Chapter 60

1.7K 125 13
                                    

[[Here's a hint that's not quite a hint. I rarely edit chapters but I have always been very careful about how i capitalize certain words.]]

The local NOGS ambulance was dispatched immediately for the police station. It was only moments before Fate was outfitted in a temporary dampening helmet and carted into the back of the trailer, Jack climbing in with her.  

Anton stood slack jawed in the doorway. Behind him, a petty criminal vomited from the extreme emotional surge Fate had just thrust upon the station. He had been so confused until the helmet was placed back on Fate's head. 

She WAS Little Bird, the guide Jane Doe he'd met once five years ago. She'd been emaciated, and bald where the surgeons had shaved her head, with sunken eyes and scars covering her body. The dampening helmet had been on her 24/7 until she was physically strong enough for chemical dampeners. When he'd interviewed her for the report, she wasn't even able to sit up in bed. 

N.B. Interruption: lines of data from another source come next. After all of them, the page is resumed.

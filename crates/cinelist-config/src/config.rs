use serde::{Deserialize, Serialize};
use std::path::PathBuf;

use crate::credentials::CredentialStore;

/// Environment variable that overrides every other API key source
pub const API_KEY_ENV: &str = "TMDB_API_KEY";

/// Value written by `config init`; treated as "not configured"
pub const PLACEHOLDER_API_KEY: &str = "YOUR_API_KEY";

#[derive(Debug, Serialize, Deserialize, Default)]
pub struct Config {
    #[serde(default)]
    pub tmdb: TmdbConfig,
    #[serde(default)]
    pub storage: StorageConfig,
    #[serde(default)]
    pub display: DisplayConfig,
}

#[derive(Debug, Serialize, Deserialize, Clone)]
pub struct TmdbConfig {
    #[serde(default, skip_serializing_if = "Option::is_none")]
    pub api_key: Option<String>,
    #[serde(default = "default_language")]
    pub language: String,
    #[serde(default = "default_api_base_url")]
    pub api_base_url: String,
    #[serde(default = "default_image_base_url")]
    pub image_base_url: String,
}

#[derive(Debug, Serialize, Deserialize, Clone)]
pub struct StorageConfig {
    /// Name of the local storage slot holding the watchlist
    #[serde(default = "default_watchlist_key")]
    pub watchlist_key: String,
}

#[derive(Debug, Serialize, Deserialize, Clone)]
pub struct DisplayConfig {
    /// Number of cast members shown on the detail view
    #[serde(default = "default_cast_limit")]
    pub cast_limit: usize,
}

fn default_language() -> String {
    "en-US".to_string()
}

fn default_api_base_url() -> String {
    "https://api.themoviedb.org/3".to_string()
}

fn default_image_base_url() -> String {
    "https://image.tmdb.org/t/p".to_string()
}

fn default_watchlist_key() -> String {
    "watchlist".to_string()
}

fn default_cast_limit() -> usize {
    3
}

impl Default for TmdbConfig {
    fn default() -> Self {
        Self {
            api_key: None,
            language: default_language(),
            api_base_url: default_api_base_url(),
            image_base_url: default_image_base_url(),
        }
    }
}

impl Default for StorageConfig {
    fn default() -> Self {
        Self {
            watchlist_key: default_watchlist_key(),
        }
    }
}

impl Default for DisplayConfig {
    fn default() -> Self {
        Self {
            cast_limit: default_cast_limit(),
        }
    }
}

#[derive(Debug, Clone, Copy, PartialEq, Eq)]
pub enum ApiKeySource {
    Environment,
    ConfigFile,
    Credentials,
}

impl ApiKeySource {
    pub fn describe(self) -> &'static str {
        match self {
            ApiKeySource::Environment => "environment (TMDB_API_KEY)",
            ApiKeySource::ConfigFile => "config.toml",
            ApiKeySource::Credentials => "credentials.toml",
        }
    }
}

fn usable_key(key: Option<&str>) -> Option<String> {
    key.map(str::trim)
        .filter(|k| !k.is_empty() && *k != PLACEHOLDER_API_KEY)
        .map(str::to_string)
}

impl Config {
    pub fn load_from_file(path: &PathBuf) -> anyhow::Result<Self> {
        let content = std::fs::read_to_string(path)?;
        let config: Config = toml::from_str(&content)?;
        Ok(config)
    }

    /// Load the file if it exists, otherwise fall back to defaults
    pub fn load_or_default(path: &PathBuf) -> anyhow::Result<Self> {
        if path.exists() {
            Self::load_from_file(path)
        } else {
            tracing::debug!("No config file at {}, using defaults", path.display());
            Ok(Self::default())
        }
    }

    pub fn save_to_file(&self, path: &PathBuf) -> anyhow::Result<()> {
        if let Some(parent) = path.parent() {
            std::fs::create_dir_all(parent)?;
        }
        let content = toml::to_string_pretty(self)?;
        std::fs::write(path, content)?;
        Ok(())
    }

    pub fn validate(&self) -> anyhow::Result<()> {
        if self.tmdb.language.trim().is_empty() {
            return Err(anyhow::anyhow!("tmdb.language cannot be empty"));
        }

        for (name, url) in [
            ("tmdb.api_base_url", &self.tmdb.api_base_url),
            ("tmdb.image_base_url", &self.tmdb.image_base_url),
        ] {
            if !(url.starts_with("https://") || url.starts_with("http://")) {
                return Err(anyhow::anyhow!("{} must be an http(s) URL, got '{}'", name, url));
            }
        }

        let key = &self.storage.watchlist_key;
        if key.trim().is_empty() {
            return Err(anyhow::anyhow!("storage.watchlist_key cannot be empty"));
        }
        // The key names a file inside the storage directory
        if key.contains(['/', '\\']) || key.starts_with('.') {
            return Err(anyhow::anyhow!(
                "storage.watchlist_key must be a plain file name, got '{}'",
                key
            ));
        }

        if self.display.cast_limit == 0 {
            return Err(anyhow::anyhow!("display.cast_limit must be at least 1"));
        }

        Ok(())
    }

    /// Resolve the API key: environment first, then config file, then credentials
    pub fn resolve_api_key(&self, credentials: &CredentialStore) -> Option<String> {
        self.resolve_api_key_with(std::env::var(API_KEY_ENV).ok(), credentials)
    }

    pub fn resolve_api_key_with(&self, env_key: Option<String>, credentials: &CredentialStore) -> Option<String> {
        self.locate_api_key_with(env_key, credentials).map(|(key, _)| key)
    }

    /// Like `resolve_api_key`, also reporting which source won
    pub fn locate_api_key(&self, credentials: &CredentialStore) -> Option<(String, ApiKeySource)> {
        self.locate_api_key_with(std::env::var(API_KEY_ENV).ok(), credentials)
    }

    pub fn locate_api_key_with(
        &self,
        env_key: Option<String>,
        credentials: &CredentialStore,
    ) -> Option<(String, ApiKeySource)> {
        usable_key(env_key.as_deref())
            .map(|k| (k, ApiKeySource::Environment))
            .or_else(|| usable_key(self.tmdb.api_key.as_deref()).map(|k| (k, ApiKeySource::ConfigFile)))
            .or_else(|| {
                usable_key(credentials.get_tmdb_api_key().map(String::as_str))
                    .map(|k| (k, ApiKeySource::Credentials))
            })
    }
}
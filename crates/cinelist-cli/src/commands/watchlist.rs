use super::{render, report_persistence};
use crate::context::AppContext;
use crate::output::Output;
use cinelist_core::{genre_options, GenreFilter, WatchlistQuery, WatchlistSummary};
use cinelist_models::MovieId;
use cinelist_sources::{FetchKind, MetadataSource};
use clap::{Subcommand, ValueEnum};
use color_eyre::Result;
use owo_colors::OwoColorize;
use serde_json::json;
use std::process::ExitCode;

#[derive(Debug, Clone, Copy, PartialEq, Eq, ValueEnum)]
pub enum SortOrder {
    /// Lowest rating first
    Asc,
    /// Highest rating first
    Desc,
}

#[derive(Subcommand)]
pub enum WatchlistCommands {
    /// Show the watchlist, optionally filtered by genre and title
    Show {
        /// Genre name to filter by ("All Genres" shows everything)
        #[arg(long)]
        genre: Option<String>,

        /// Case-insensitive title search
        #[arg(long)]
        search: Option<String>,
    },
    /// Add a movie by id (details are fetched from TMDB)
    Add { id: String },
    /// Remove every entry with this id
    Remove { id: String },
    /// Reorder the watchlist by rating
    Sort {
        #[arg(value_enum)]
        order: SortOrder,
    },
    /// List the genres present in the watchlist
    Genres,
}

pub async fn run_watchlist(ctx: &AppContext, cmd: Option<WatchlistCommands>, output: &Output) -> Result<ExitCode> {
    match cmd.unwrap_or(WatchlistCommands::Show { genre: None, search: None }) {
        WatchlistCommands::Show { genre, search } => {
            show(ctx, GenreFilter::from(genre.as_deref()), search.unwrap_or_default(), output);
            Ok(ExitCode::SUCCESS)
        }
        WatchlistCommands::Add { id } => add(ctx, &id, output).await,
        WatchlistCommands::Remove { id } => {
            remove(ctx, &id, output);
            Ok(ExitCode::SUCCESS)
        }
        WatchlistCommands::Sort { order } => {
            sort(ctx, order, output);
            Ok(ExitCode::SUCCESS)
        }
        WatchlistCommands::Genres => {
            let store = ctx.open_watchlist();
            let options = genre_options(store.movies(), &ctx.genres);
            if output.is_human() {
                for option in &options {
                    output.println(option);
                }
            } else {
                output.json(&json!({ "type": "genres", "genres": options }));
            }
            Ok(ExitCode::SUCCESS)
        }
    }
}

pub fn show(ctx: &AppContext, genre: GenreFilter, search: String, output: &Output) {
    let store = ctx.open_watchlist();
    let movies = store.movies();

    if movies.is_empty() {
        if output.is_human() {
            output.println(format!("\n{}", "🍿 Your Watchlist is Empty".bold()));
            output.println("Start adding movies to your watchlist to keep track of what you want to watch!");
            output.println(format!(
                "{} Tip: run 'cinelist browse' or 'cinelist movie <id> --add' to save a movie",
                "💡".yellow()
            ));
        } else {
            output.json(&json!({ "type": "watchlist", "movies": [], "summary": WatchlistSummary::of(movies, &ctx.genres) }));
        }
        return;
    }

    let options = genre_options(movies, &ctx.genres);
    let query = WatchlistQuery::new(genre, search);
    let rows = query.apply(movies, &ctx.genres);
    let summary = WatchlistSummary::of(movies, &ctx.genres);

    if !output.is_human() {
        let rows: Vec<_> = rows
            .iter()
            .map(|m| render::movie_json(m, &ctx.genres, ctx.image_base()))
            .collect();
        output.json(&json!({
            "type": "watchlist",
            "genre": query.genre.label(),
            "search": query.search,
            "genres": options,
            "movies": rows,
            "summary": summary,
        }));
        return;
    }

    output.println(format!("\n{}", "My Watchlist".bright_magenta().bold()));
    let genre_line: Vec<String> = options
        .iter()
        .map(|g| {
            if g == query.genre.label() {
                format!("[{}]", g).bright_magenta().bold().to_string()
            } else {
                g.clone()
            }
        })
        .collect();
    output.println(format!("Genres: {}", genre_line.join("  ")));

    if rows.is_empty() {
        output.info("No movies match the current filter");
    } else {
        output.table(&render::watchlist_table(&rows, &ctx.genres));
    }
    output.table(&render::summary_table(&summary));
}

async fn add(ctx: &AppContext, id: &str, output: &Output) -> Result<ExitCode> {
    let mut store = ctx.open_watchlist();
    if store.contains_id(&MovieId::from(id)) {
        output.info(format!("Movie {} is already in your watchlist", id));
        return Ok(ExitCode::SUCCESS);
    }

    let Ok(numeric_id) = id.trim().parse::<u64>() else {
        output.info("Movie not found");
        return Ok(ExitCode::SUCCESS);
    };

    let client = ctx.metadata_client();
    let spinner = output.spinner("Loading...");
    let result = client.movie(numeric_id).await;
    spinner.finish_and_clear();

    let details = match result {
        Ok(Some(details)) => details,
        Ok(None) => {
            output.info("Movie not found");
            return Ok(ExitCode::SUCCESS);
        }
        Err(e) => {
            tracing::warn!("Loading movie {} failed: {}", numeric_id, e);
            output.error(e.user_message(FetchKind::Details));
            return Ok(ExitCode::FAILURE);
        }
    };

    let record = details.to_record();
    let title = record.display_title().to_string();
    let persistence = store.add(record);
    report_persistence(&persistence, output);
    output.success(format!("Added {} to your watchlist", title));
    Ok(ExitCode::SUCCESS)
}

fn remove(ctx: &AppContext, id: &str, output: &Output) {
    let mut store = ctx.open_watchlist();
    let id = MovieId::from(id);
    if !store.contains_id(&id) {
        output.info(format!("Movie {} is not in your watchlist", id));
        return;
    }

    let before = store.len();
    let persistence = store.remove_id(&id);
    report_persistence(&persistence, output);
    let removed = before - store.len();
    let noun = if removed == 1 { "entry" } else { "entries" };
    output.success(format!("Removed {} {} for movie {}", removed, noun, id));
}

fn sort(ctx: &AppContext, order: SortOrder, output: &Output) {
    let mut store = ctx.open_watchlist();
    let persistence = match order {
        SortOrder::Asc => store.sort_ascending(),
        SortOrder::Desc => store.sort_descending(),
    };
    report_persistence(&persistence, output);
    output.success(match order {
        SortOrder::Asc => "Watchlist sorted by rating, lowest first",
        SortOrder::Desc => "Watchlist sorted by rating, highest first",
    });
}
pub mod config;
pub mod credentials;
pub mod paths;

pub use config::{ApiKeySource, Config, DisplayConfig, StorageConfig, TmdbConfig, API_KEY_ENV, PLACEHOLDER_API_KEY};
pub use credentials::CredentialStore;
pub use paths::{PathManager, container_base_path};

She was one of his last cases as the Lithica guide liason. He was a guide, and therefore able to get a truthful police report from a traumatized victim. It was one of the worst cases he'd ever handled, and it had only strengthened his resolve to become a detective. 

Most of the report had been dismissed as the ramblings of an abused guide. She'd sworn that she burned down a house with no address, and killed her sentinel for his crimes against her.  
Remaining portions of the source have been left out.